For the most part, this was due to one parent – most often the mother – who did not work in order to care for the children. Mothers of children with ASD were 6% less likely to work, worked 7 fewer hours and earned 56% less than mothers of healthy, normally developing children. Overall, children with autism were 9% less likely to have both parents working compared to children with no health limitations.
"This is not surprising," write the authors. "The mother is generally the primary caregiver and decision-maker as to where and when healthcare services will be obtained and usually also accompanies the child to care."
What is surprising is that families with autistic children earned less than families of children with other disabilities. This could be due to fewer insurance benefits offered for therapies for children with autism as compared to children with other disabilities.
Historically, Applied Behavior Analysis (ABA), for example, has not been covered by most insurance plans. But as time has proven the therapy to be one of the most effective treatments an ASD, and experts such as the US Surgeon General and the American Academy of Pediatrics endorse the therapy, an increasing number of companies are adding the benefit.

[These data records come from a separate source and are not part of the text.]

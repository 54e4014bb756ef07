//! Bearer token validation.
//!
//! Only validation lives here; issuing tokens is the identity provider's job.

use chrono::{DateTime, Utc};
use jsonwebtoken::{Algorithm, DecodingKey, Validation};

use crate::claims::{validate_claims, JwtClaims, TokenValidationError};

/// Decode + verify a bearer token into claims valid at `now`.
pub trait JwtValidator: Send + Sync {
    fn validate(&self, token: &str, now: DateTime<Utc>) -> Result<JwtClaims, TokenValidationError>;
}

/// HMAC-SHA256 shared-secret validator.
pub struct Hs256JwtValidator {
    key: DecodingKey,
    validation: Validation,
}

impl Hs256JwtValidator {
    pub fn new(secret: impl AsRef<[u8]>) -> Self {
        let mut validation = Validation::new(Algorithm::HS256);
        // The time window lives in `issued_at`/`expires_at` and is checked by
        // `validate_claims`, not by the registered `exp` claim.
        validation.validate_exp = false;
        validation.validate_aud = false;
        validation.required_spec_claims.clear();

        Self {
            key: DecodingKey::from_secret(secret.as_ref()),
            validation,
        }
    }
}

impl core::fmt::Debug for Hs256JwtValidator {
    fn fmt(&self, f: &mut core::fmt::Formatter<'_>) -> core::fmt::Result {
        f.debug_struct("Hs256JwtValidator").finish_non_exhaustive()
    }
}

impl JwtValidator for Hs256JwtValidator {
    fn validate(&self, token: &str, now: DateTime<Utc>) -> Result<JwtClaims, TokenValidationError> {
        let data = jsonwebtoken::decode::<JwtClaims>(token, &self.key, &self.validation)
            .map_err(|e| TokenValidationError::Malformed(e.to_string()))?;

        validate_claims(&data.claims, now)?;
        Ok(data.claims)
    }
}
use thiserror::Error;

use crate::permissions::permissions_for;
use crate::{Permission, Principal};

#[derive(Debug, Error, Clone, PartialEq, Eq)]
pub enum AuthzError {
    #[error("forbidden: role '{role}' lacks permission '{permission}'")]
    Forbidden {
        role: String,
        permission: &'static str,
    },
}

/// Authorize a principal for a permission.
///
/// - No IO
/// - No panics
/// - No business logic (pure policy check); ownership of a particular order
///   is the domain's decision
pub fn authorize(principal: &Principal, required: Permission) -> Result<(), AuthzError> {
    if permissions_for(principal.role).contains(&required) {
        Ok(())
    } else {
        tracing::warn!(
            principal = %principal,
            permission = required.as_str(),
            "authorization denied"
        );
        Err(AuthzError::Forbidden {
            role: principal.role.to_string(),
            permission: required.as_str(),
        })
    }
}

#[cfg(test)]
mod tests {
    use super::*;
    use courierflow_core::ActorId;

    #[test]
    fn buyer_may_create_but_not_assign() {
        let buyer = Principal::buyer(ActorId::new());
        assert!(authorize(&buyer, Permission::OrdersCreate).is_ok());

        let err = authorize(&buyer, Permission::OrdersAssign).unwrap_err();
        assert_eq!(
            err,
            AuthzError::Forbidden {
                role: "buyer".to_string(),
                permission: "orders.assign",
            }
        );
    }

    #[test]
    fn operator_reads_reports() {
        let op = Principal::operator(ActorId::new());
        assert!(authorize(&op, Permission::ReportsRead).is_ok());
        assert!(authorize(&op, Permission::OrdersDeliveryStatus).is_err());
    }
}
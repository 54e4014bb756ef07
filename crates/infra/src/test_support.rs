//! Shared fixtures for infra tests.

use chrono::Utc;

use courierflow_auth::Principal;
use courierflow_core::{ActorId, CourierId, MerchantId, OrderId};
use courierflow_orders::{
    transition, Courier, LineItem, NewCourier, NewOrder, Order, TargetStatus, Vehicle,
};

use crate::store::OrderStore;

pub(crate) struct Actors {
    pub merchant: Principal,
    pub operator: Principal,
    pub buyer: Principal,
}

impl Actors {
    pub fn new() -> Self {
        Self {
            merchant: Principal::merchant(ActorId::new()),
            operator: Principal::operator(ActorId::new()),
            buyer: Principal::buyer(ActorId::new()),
        }
    }

    pub fn merchant_id(&self) -> MerchantId {
        MerchantId::from(self.merchant.actor_id)
    }
}

pub(crate) fn new_order(merchant_id: MerchantId, buyer_name: &str, item: &str) -> NewOrder {
    NewOrder {
        merchant_id,
        buyer_name: buyer_name.to_string(),
        items: vec![LineItem {
            name: item.to_string(),
            quantity: 2,
            unit_price: 450,
        }],
        proof_of_payment: None,
    }
}

pub(crate) fn new_courier(name: &str) -> NewCourier {
    NewCourier {
        name: name.to_string(),
        phone: "+31 20 555 0199".to_string(),
        vehicle: Vehicle {
            kind: "bicycle".to_string(),
            plate: "CARGO-7".to_string(),
        },
        photo: None,
    }
}

/// Register an active, available courier directly in the store.
pub(crate) fn courier(store: &impl OrderStore, name: &str) -> Courier {
    let courier = Courier::register(CourierId::new(), new_courier(name)).unwrap();
    store.insert_courier(courier.clone()).unwrap();
    courier
}

pub(crate) fn courier_principal(courier: &Courier) -> Principal {
    Principal::courier(ActorId::from(courier.id_typed()))
}

/// Place an order and walk it to `ready`, committing every step.
pub(crate) fn ready_order(store: &impl OrderStore, actors: &Actors) -> Order {
    let mut order = Order::place(
        OrderId::new(),
        new_order(actors.merchant_id(), "Ada Lovelace", "Flat white"),
        &actors.buyer,
        Utc::now(),
    )
    .unwrap();
    store.insert_order(order.clone()).unwrap();

    for target in [TargetStatus::Confirmed, TargetStatus::Preparing, TargetStatus::Ready] {
        let t = transition(&order, target, &actors.merchant, Utc::now()).unwrap();
        store.commit(&t).unwrap();
        order = t.order;
    }
    order
}
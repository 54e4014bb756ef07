use courierflow_auth::{Principal, Role};
use courierflow_core::ActorId;

/// Principal context for a request (authenticated identity + role).
///
/// Derived from the bearer token only; never from the request body.
#[derive(Debug, Copy, Clone, PartialEq, Eq)]
pub struct PrincipalContext {
    principal: Principal,
}

impl PrincipalContext {
    pub fn new(principal: Principal) -> Self {
        Self { principal }
    }

    pub fn principal(&self) -> &Principal {
        &self.principal
    }

    pub fn actor_id(&self) -> ActorId {
        self.principal.actor_id
    }

    pub fn role(&self) -> Role {
        self.principal.role
    }
}
use std::sync::Arc;

use axum::{
    extract::{Extension, Path},
    http::StatusCode,
    response::IntoResponse,
    routing::{get, post},
    Json, Router,
};

use courierflow_auth::{Permission, Role};
use courierflow_core::CourierId;
use courierflow_infra::projections::CourierStats;
use courierflow_orders::NewCourier;

use crate::app::{dto, errors};
use crate::app::services::AppServices;
use crate::authz::require;
use crate::context::PrincipalContext;

pub fn router() -> Router {
    Router::new()
        .route("/", get(list_couriers).post(register_courier))
        .route("/available", get(available_couriers))
        .route("/:id/active", post(set_active))
        .route("/:id/stats", get(courier_stats))
}

pub async fn available_couriers(
    Extension(services): Extension<Arc<AppServices>>,
    Extension(principal): Extension<PrincipalContext>,
) -> axum::response::Response {
    if let Err(resp) = require(&principal, Permission::CouriersRead) {
        return resp;
    }
    match services.engine.available_couriers(principal.principal()) {
        Ok(couriers) => Json(couriers).into_response(),
        Err(e) => errors::dispatch_error_to_response(e),
    }
}

pub async fn list_couriers(
    Extension(services): Extension<Arc<AppServices>>,
    Extension(principal): Extension<PrincipalContext>,
) -> axum::response::Response {
    if let Err(resp) = require(&principal, Permission::CouriersAdmin) {
        return resp;
    }
    match services.engine.couriers(principal.principal()) {
        Ok(couriers) => Json(couriers).into_response(),
        Err(e) => errors::dispatch_error_to_response(e),
    }
}

pub async fn register_courier(
    Extension(services): Extension<Arc<AppServices>>,
    Extension(principal): Extension<PrincipalContext>,
    Json(body): Json<NewCourier>,
) -> axum::response::Response {
    if let Err(resp) = require(&principal, Permission::CouriersAdmin) {
        return resp;
    }
    match services.engine.register_courier(principal.principal(), body) {
        Ok(courier) => (StatusCode::CREATED, Json(courier)).into_response(),
        Err(e) => errors::dispatch_error_to_response(e),
    }
}

pub async fn set_active(
    Extension(services): Extension<Arc<AppServices>>,
    Extension(principal): Extension<PrincipalContext>,
    Path(id): Path<String>,
    Json(body): Json<dto::SetActiveRequest>,
) -> axum::response::Response {
    if let Err(resp) = require(&principal, Permission::CouriersAdmin) {
        return resp;
    }
    let id: CourierId = match errors::parse_id(&id, "courier") {
        Ok(v) => v,
        Err(resp) => return resp,
    };
    match services
        .engine
        .set_courier_active(principal.principal(), id, body.active)
    {
        Ok(courier) => Json(courier).into_response(),
        Err(e) => errors::dispatch_error_to_response(e),
    }
}

/// Delivery statistics. Couriers may only read their own.
pub async fn courier_stats(
    Extension(services): Extension<Arc<AppServices>>,
    Extension(principal): Extension<PrincipalContext>,
    Path(id): Path<String>,
) -> axum::response::Response {
    if let Err(resp) = require(&principal, Permission::CourierStatsRead) {
        return resp;
    }
    let id: CourierId = match errors::parse_id(&id, "courier") {
        Ok(v) => v,
        Err(resp) => return resp,
    };
    if principal.role() == Role::Courier && CourierId::from(principal.actor_id()) != id {
        return errors::json_error(
            StatusCode::FORBIDDEN,
            "forbidden",
            "couriers can only read their own statistics",
        );
    }

    let stats = services.stats.get(id).unwrap_or_else(|| CourierStats::new(id));
    Json(stats).into_response()
}
use anyhow::Context;

use courierflow_infra::config::EngineConfig;

#[tokio::main]
async fn main() -> anyhow::Result<()> {
    courierflow_observability::init();

    let config = EngineConfig::from_env().context("invalid configuration")?;
    let bind_addr = config.bind_addr;

    let app = courierflow_api::app::build_app(config).context("failed to wire services")?;

    let listener = tokio::net::TcpListener::bind(bind_addr)
        .await
        .with_context(|| format!("failed to bind {bind_addr}"))?;

    tracing::info!("listening on {}", listener.local_addr()?);

    axum::serve(listener, app).await?;
    Ok(())
}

Several states have passed autism insurance reform laws, but there are still states that lag behind in approving such bills. A recent Charlotte Observer article notes that North Carolina is one of these states even though the autism rate is above the national rate – 1 in 97 versus 1 in 110.
"It is time for the North Carolina legislature to follow the lead of neighboring states like South Carolina and Virginia, and pass the autism insurance reform bills which are languishing in committees (House Bill 826 and Senate Bill 115),” write Bridget Mora, Chapter Board Member of the Autism Society of North Carolina and Robert Weiner, former chief of staff of the US House Health Subcommittee and House Aging Committee.
"An estimated 1.5 million Americans have an autism spectrum disorder … a lifelong developmental disability that affects brain function, emotional development, and social interaction. It affects every facet of daily living, including the ability to communicate, succeed in school, hold a job, maintain friendships, and live independently. "While autism is not curable, it is treatable, especially with early diagnosis and treatment.”
"Given the substantial healthcare expenses associated with ASD (as much as $3.2 million over a lifetime”, concludes Dr. Cidav, “the economic impact of having lower income in addition to these expenses is substantial. It is essential to design universal healthcare and workplace policies that recognize the full impact of autism."
The Pacer Center (Parent Advocacy Coalition for Educational Rights) was created by parents of children and youth with disabilities to help other families facing similar situations. The organizations offers “Possibilities”, a financial resource for parents of children with disabilities that can help obtain appropriate services and improve outcomes.
Cidav Z, et al "Implications of childhood autism for parental employment and earnings" Pediatrics 2012; 129: 617-623; DOI: 10.1542/peds.2011-2700.
Charlotte Observer, “NC lagging on insurance for autism”, posted March 28, 2012.